Food Allergies: What Missions Leaders Need to Know

by Jessica Brown

Trying foods from around the world is a memorable missions activity for children. But for kids with food allergies, sampling what missionaries eat can be deadly. A 2008 CDC release suggests that 4% of children nationwide have at least one food allergy.

Many parents of children with food allergies choose not to send their child to church or special events out of concern for their child’s safety. Use these tips make your children’s missions programs safer for all girls and boys:

Know your kids.
In our small church, we have three children with varying degrees of food allergy and intolerance. As the Children in Action director, I am aware of these things:
• what these three children can and cannot have
• how a reaction for each child presents itself
• who carries each child’s medication in the event of an emergency
• what medical professionals are in the church building during our meeting time

Post a list of all food you will serve.
Once in awhile, we are fortunate enough to have a guest with us in Children in Action. I may not be aware of that child’s allergies. So every week, I post at the door to our classroom a list of foods boys and girls will try.
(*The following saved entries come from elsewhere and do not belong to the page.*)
use std::{borrow::Cow, fmt};

/// An attribute value of a row in a dataset
#[derive(Debug, PartialEq, Clone)]
pub enum Value {
    String(String),
    Float(f64),
    Integer(i64),
    Null,
}

impl Value {
    /// Returns the value's text form or [`None`] if the value is null
    pub fn as_text(&self) -> Option<Cow<'_, str>> {
        match self {
            Value::String(s) => Some(Cow::Borrowed(s)),
            Value::Float(f) => Some(Cow::Owned(f.to_string())),
            Value::Integer(i) => Some(Cow::Owned(i.to_string())),
            Value::Null => None,
        }
    }
}

impl fmt::Display for Value {
    fn fmt(&self, f: &mut fmt::Formatter<'_>) -> fmt::Result {
        match self.as_text() {
            Some(s) => f.write_str(&s),
            None => f.write_str("null"),
        }
    }
}

impl From<&str> for Value {
    fn from(value: &str) -> Self {
        Value::String(value.into())
    }
}

impl From<String> for Value {
    fn from(value: String) -> Self {
        Value::String(value)
    }
}

impl From<Option<String>> for Value {
    fn from(value: Option<String>) -> Self {
        value.map_or(Value::Null, Value::String)
    }
}

impl From<i64> for Value {
    fn from(value: i64) -> Self {
        Value::Integer(value)
    }
}

impl From<f64> for Value {
    fn from(value: f64) -> Self {
        Value::Float(value)
    }
}
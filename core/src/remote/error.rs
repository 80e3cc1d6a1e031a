use thiserror::Error;

/// An error that happened while retrieving or decoding a remote archive
#[derive(Error, Debug)]
pub enum FetchError {
    /// The archive could not be downloaded
    #[error("Unable to download `{url}': {message}")]
    Http { url: String, message: String },

    /// The archive could not be read from or written to the local cache
    #[error(transparent)]
    Io(#[from] std::io::Error),

    /// The archive is not a valid ZIP file
    #[error("Unable to open archive `{archive}'")]
    Archive {
        archive: String,
        #[source]
        source: zip::result::ZipError,
    },

    /// The archive does not contain a readable shapefile
    #[error("Archive `{archive}' does not contain a valid shapefile")]
    Malformed {
        archive: String,
        #[source]
        source: anyhow::Error,
    },
}
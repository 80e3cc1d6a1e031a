use thiserror::Error;

use crate::{regions::BuildError, remote::FetchError};

/// An error returned by a [`RegionCollection`](super::RegionCollection)
/// accessor. Both variants pass the collaborator's error through unchanged.
#[derive(Error, Debug)]
pub enum Error {
    #[error(transparent)]
    Fetch(#[from] FetchError),

    #[error(transparent)]
    Build(#[from] BuildError),
}
use geo::MultiPolygon;

use crate::regions::BuildError;

pub use self::feature_table::{FeatureTable, FeatureTableBuilder};
pub use self::value::Value;

pub mod feature_table;
pub mod value;

/// A tabular dataset whose rows carry one geometry and a set of named
/// attribute columns.
///
/// This is the only capability set the region collection and the region
/// builder need from a dataset. Implementations must be immutable: filtering
/// returns a new dataset and leaves `self` untouched.
pub trait RawDataset: Sized {
    /// Returns the number of rows
    fn len(&self) -> usize;

    /// Checks if the dataset has no rows
    fn is_empty(&self) -> bool {
        self.len() == 0
    }

    /// Returns the names of all attribute columns in their original order
    fn column_names(&self) -> Vec<&str>;

    /// Returns a new dataset that only contains the rows whose value in
    /// `column` contains `substring`. The test is case-sensitive. Null
    /// values never match.
    fn filter_rows_where_column_contains(
        &self,
        column: &str,
        substring: &str,
    ) -> Result<Self, BuildError>;

    /// Returns the text form of every value in the given column, in row
    /// order
    fn column_as_strings(&self, column: &str) -> Result<Vec<String>, BuildError>;

    /// Returns the geometries of all rows, in row order
    fn geometries(&self) -> Vec<MultiPolygon>;

    /// Returns the position each row had in the original, unfiltered
    /// dataset
    fn row_ids(&self) -> Vec<u32>;
}
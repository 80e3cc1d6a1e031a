pub mod bounds;
pub mod materialize;
use itertools::Itertools;

use crate::dataset::RawDataset;

use super::{BuildError, Regions};

/// Converts a dataset into [`Regions`]
pub trait RegionSetBuilder<D: RawDataset> {
    /// Builds a region set from all rows of `dataset`, taking region names
    /// and abbreviations from the given columns. Must not modify `dataset`.
    fn build(
        &self,
        dataset: &D,
        name_column: &str,
        abbrev_column: &str,
        name: &str,
        source: &str,
        overlap: bool,
    ) -> Result<Regions, BuildError>;
}

/// The default [`RegionSetBuilder`]. Region numbers are the dataset's row
/// IDs. Names and abbreviations must be unique within one region set.
#[derive(Debug, Default, Clone, Copy)]
pub struct DatasetRegionBuilder;

fn check_unique(column: &str, values: &[String]) -> Result<(), BuildError> {
    match values.iter().duplicates().next() {
        Some(d) => Err(BuildError::Duplicate {
            column: column.to_string(),
            value: d.clone(),
        }),
        None => Ok(()),
    }
}

impl<D: RawDataset> RegionSetBuilder<D> for DatasetRegionBuilder {
    fn build(
        &self,
        dataset: &D,
        name_column: &str,
        abbrev_column: &str,
        name: &str,
        source: &str,
        overlap: bool,
    ) -> Result<Regions, BuildError> {
        let names = dataset.column_as_strings(name_column)?;
        let abbrevs = dataset.column_as_strings(abbrev_column)?;
        check_unique(name_column, &names)?;
        check_unique(abbrev_column, &abbrevs)?;

        Regions::new(
            dataset.row_ids(),
            dataset.geometries(),
            names,
            abbrevs,
            name,
            source,
            overlap,
        )
    }
}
When you post a food list, include on it the ingredients in each dish. Be sure to bring the food’s packaging (or a copy of it) for parents or older children to review. Leaders or parents may want to use a barcode scanner app on a smartphone to check a product for allergy information.

As you prepare food, avoid cross-contamination of ingredients as much as possible.

Honor a child’s wishes.
While we want our kids to sample dishes from around the world, never force a food allergic child to try something. Some kids know what may trigger a reaction, even if we do not.

By instituting these precautions, we can help make church a safe place for children with food allergies.